Information provided:
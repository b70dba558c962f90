//! Layered configuration for Harbor components.
#![deny(warnings)]
#![deny(missing_docs)]

use std::{borrow::Cow, collections::HashSet, path::Path, sync::Arc};

use figment::{
    error::Kind,
    providers::{Env, Format as _, Serialized, Toml},
    Figment, Provider,
};
use harbor_error::GenericError;
use serde::Deserialize;
use snafu::Snafu;
use tracing::debug;

/// A configuration error.
#[derive(Debug, Snafu)]
#[snafu(context(suffix(false)))]
pub enum ConfigurationError {
    /// Environment variable prefix was empty.
    #[snafu(display("Environment variable prefix must not be empty."))]
    EmptyPrefix,

    /// A configuration file could not be read or parsed.
    #[snafu(display("Failed to load configuration file '{}': {}", path, source))]
    InvalidFile {
        /// Path to the file.
        path: String,

        /// Error source.
        source: GenericError,
    },

    /// Requested field was missing from the configuration.
    #[snafu(display("Missing field '{}' in configuration. {}", field, help_text))]
    MissingField {
        /// Help text describing how to set the missing field, including any environment variable spelling.
        help_text: String,

        /// Name of the missing field.
        field: Cow<'static, str>,
    },

    /// Requested field's value did not have the expected data type.
    #[snafu(display(
        "Expected value for field '{}' to be '{}', got '{}' instead.",
        field,
        expected_ty,
        actual_ty
    ))]
    InvalidFieldType {
        /// Period-separated path to the field.
        field: String,

        /// Expected data type.
        expected_ty: String,

        /// Actual data type.
        actual_ty: String,
    },

    /// Generic configuration error.
    #[snafu(display("Failed to query configuration: {}", source))]
    Generic {
        /// Error source.
        source: GenericError,
    },
}

#[derive(Clone, Debug, Eq, Hash, PartialEq)]
enum LookupSource {
    Environment { prefix: String },
}

impl LookupSource {
    fn transform_key(&self, key: &str) -> String {
        match self {
            // The prefix is stored uppercased with its trailing underscore already attached.
            LookupSource::Environment { prefix } => format!("{}{}", prefix, key.replace('.', "_").to_uppercase()),
        }
    }
}

/// A configuration loader that merges values from several sources.
///
/// Sources are merged in the order they are added, with later sources taking precedence over earlier ones. Once all
/// sources are added, the loader is converted into a [`GenericConfiguration`] ([`into_generic`][Self::into_generic])
/// or deserialized directly ([`into_typed`][Self::into_typed]).
///
/// # Supported sources
///
/// - TOML file, or TOML string
/// - environment variables (must be prefixed; see [`from_environment`][Self::from_environment])
pub struct ConfigurationLoader {
    lookup_sources: HashSet<LookupSource>,
    figment: Figment,
}

impl Default for ConfigurationLoader {
    fn default() -> Self {
        Self {
            lookup_sources: HashSet::new(),
            figment: Figment::new(),
        }
    }
}

impl ConfigurationLoader {
    /// Loads the given TOML configuration file.
    ///
    /// # Errors
    ///
    /// If the file could not be read, or is not valid TOML, an error will be returned.
    pub fn from_toml<P>(mut self, path: P) -> Result<Self, ConfigurationError>
    where
        P: AsRef<Path>,
    {
        let path = path.as_ref();
        let provider = resolve_toml_file(path).map_err(|source| ConfigurationError::InvalidFile {
            path: path.to_string_lossy().into_owned(),
            source,
        })?;

        self.figment = self.figment.admerge(provider);
        Ok(self)
    }

    /// Attempts to load the given TOML configuration file, ignoring any errors.
    ///
    /// Errors include the file not existing, not being readable, and not being valid TOML.
    pub fn try_from_toml<P>(self, path: P) -> Self
    where
        P: AsRef<Path>,
    {
        let path = path.as_ref().to_path_buf();
        let fallback = Self {
            lookup_sources: self.lookup_sources.clone(),
            figment: self.figment.clone(),
        };

        match self.from_toml(&path) {
            Ok(loader) => loader,
            Err(e) => {
                debug!(error = %e, file_path = %path.display(), "Unable to read TOML configuration file. Ignoring.");
                fallback
            }
        }
    }

    /// Loads configuration from an inline TOML document.
    pub fn from_toml_str(mut self, contents: &str) -> Self {
        self.figment = self.figment.admerge(Toml::string(contents));
        self
    }

    /// Loads configuration from environment variables.
    ///
    /// The prefix given will have an underscore appended to it if it does not already end with one. For example, with
    /// a prefix of `harbor`, any environment variable starting with `HARBOR_` would be matched. The prefix is
    /// case-insensitive.
    ///
    /// # Errors
    ///
    /// If the prefix is empty, an error will be returned.
    pub fn from_environment(mut self, prefix: &'static str) -> Result<Self, ConfigurationError> {
        if prefix.is_empty() {
            return Err(ConfigurationError::EmptyPrefix);
        }

        let prefix = if prefix.ends_with('_') {
            prefix.to_uppercase()
        } else {
            format!("{}_", prefix.to_uppercase())
        };

        // Snapshot the environment now so the resulting configuration is stable for the life of the process.
        let values = Env::prefixed(&prefix)
            .data()
            .map_err(|e| ConfigurationError::Generic { source: e.into() })?;
        if let Some(default_dict) = values.get(&figment::Profile::Default) {
            self.figment = self.figment.admerge(Serialized::defaults(default_dict.clone()));
            self.lookup_sources.insert(LookupSource::Environment { prefix });
        }

        Ok(self)
    }

    /// Consumes the configuration loader, deserializing it as `T`.
    ///
    /// # Errors
    ///
    /// If the configuration could not be deserialized into `T`, an error will be returned.
    pub fn into_typed<'a, T>(self) -> Result<T, ConfigurationError>
    where
        T: Deserialize<'a>,
    {
        self.figment
            .extract()
            .map_err(|e| from_figment_error(&self.lookup_sources, e))
    }

    /// Consumes the configuration loader and wraps it in a generic wrapper.
    pub fn into_generic(self) -> GenericConfiguration {
        GenericConfiguration {
            inner: Arc::new(Inner {
                figment: self.figment,
                lookup_sources: self.lookup_sources,
            }),
        }
    }
}

/// Reads and parses a TOML file up front, so that I/O and syntax errors surface at load time rather than on first
/// query.
fn resolve_toml_file(path: &Path) -> Result<Serialized<figment::value::Dict>, GenericError> {
    let contents = std::fs::read_to_string(path)?;
    let values = Toml::string(&contents).data()?;
    let dict = values.get(&figment::Profile::Default).cloned().unwrap_or_default();
    if dict.is_empty() {
        debug!(file_path = %path.display(), "Configuration file contained no values.");
    }

    Ok(Serialized::defaults(dict))
}

#[derive(Debug)]
struct Inner {
    figment: Figment,
    lookup_sources: HashSet<LookupSource>,
}

/// A generic configuration object.
///
/// This represents the merged configuration derived from [`ConfigurationLoader`] in its raw form. Values can be
/// queried by key, either for a single value or for an entire section, and extracted as typed values.
///
/// Keys must be in the form of `a.b.c`, where periods (`.`) are used to indicate a nested value. Given the TOML
/// document:
///
/// ```toml
/// [http_push]
/// path = "/write"
/// ```
///
/// querying for `http_push.path` returns `"/write"`, and querying for `http_push` returns the whole table.
#[derive(Clone, Debug)]
pub struct GenericConfiguration {
    inner: Arc<Inner>,
}

impl GenericConfiguration {
    fn get<'a, T>(&self, key: &str) -> Result<T, ConfigurationError>
    where
        T: Deserialize<'a>,
    {
        match self.inner.figment.extract_inner(key) {
            Ok(value) => Ok(value),
            Err(e) => {
                if matches!(e.kind, Kind::MissingField(_)) {
                    // Environment variables can't express nesting with periods, so `http_push.path` may only exist as
                    // the flattened key `http_push_path`. Retry with the flattened spelling before giving up.
                    let fallback_key = key.replace('.', "_");
                    self.inner
                        .figment
                        .extract_inner(&fallback_key)
                        .map_err(|fallback_e| from_figment_error(&self.inner.lookup_sources, fallback_e))
                } else {
                    Err(from_figment_error(&self.inner.lookup_sources, e))
                }
            }
        }
    }

    /// Gets a configuration value by key.
    ///
    /// # Errors
    ///
    /// If the key does not exist in the configuration, or if the value could not be deserialized into `T`, an error
    /// variant will be returned.
    pub fn get_typed<'a, T>(&self, key: &str) -> Result<T, ConfigurationError>
    where
        T: Deserialize<'a>,
    {
        self.get(key)
    }

    /// Gets a configuration value by key, or the default value if the key does not exist or could not be
    /// deserialized.
    ///
    /// This swallows deserialization errors and should be used sparingly.
    pub fn get_typed_or_default<'a, T>(&self, key: &str) -> T
    where
        T: Default + Deserialize<'a>,
    {
        self.get(key).unwrap_or_default()
    }

    /// Gets a configuration value by key, if it exists.
    ///
    /// # Errors
    ///
    /// If the value exists but could not be deserialized into `T`, an error will be returned.
    pub fn try_get_typed<'a, T>(&self, key: &str) -> Result<Option<T>, ConfigurationError>
    where
        T: Deserialize<'a>,
    {
        match self.get(key) {
            Ok(value) => Ok(Some(value)),
            Err(ConfigurationError::MissingField { .. }) => Ok(None),
            Err(e) => Err(e),
        }
    }

    /// Attempts to deserialize the entire configuration as `T`.
    ///
    /// # Errors
    ///
    /// If the value could not be deserialized into `T`, an error will be returned.
    pub fn as_typed<'a, T>(&self) -> Result<T, ConfigurationError>
    where
        T: Deserialize<'a>,
    {
        self.inner
            .figment
            .extract()
            .map_err(|e| from_figment_error(&self.inner.lookup_sources, e))
    }

    /// Returns `true` if the given key is present in the configuration.
    pub fn contains(&self, key: &str) -> bool {
        self.inner.figment.contains(key) || self.inner.figment.contains(&key.replace('.', "_"))
    }
}

fn from_figment_error(lookup_sources: &HashSet<LookupSource>, e: figment::Error) -> ConfigurationError {
    match e.kind {
        Kind::MissingField(field) => {
            let mut valid_keys = lookup_sources
                .iter()
                .map(|source| source.transform_key(&field))
                .collect::<Vec<_>>();

            // Always list the original key first.
            valid_keys.insert(0, field.to_string());

            let help_text = format!("Try setting `{}`.", valid_keys.join("` or `"));

            ConfigurationError::MissingField { help_text, field }
        }
        Kind::InvalidType(actual_ty, expected_ty) => ConfigurationError::InvalidFieldType {
            field: e.path.join("."),
            expected_ty,
            actual_ty: actual_ty.to_string(),
        },
        _ => ConfigurationError::Generic { source: e.into() },
    }
}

What is needed: Search the data above for the word "enum" and report how many lines contain it, with nothing further.

Response area: 2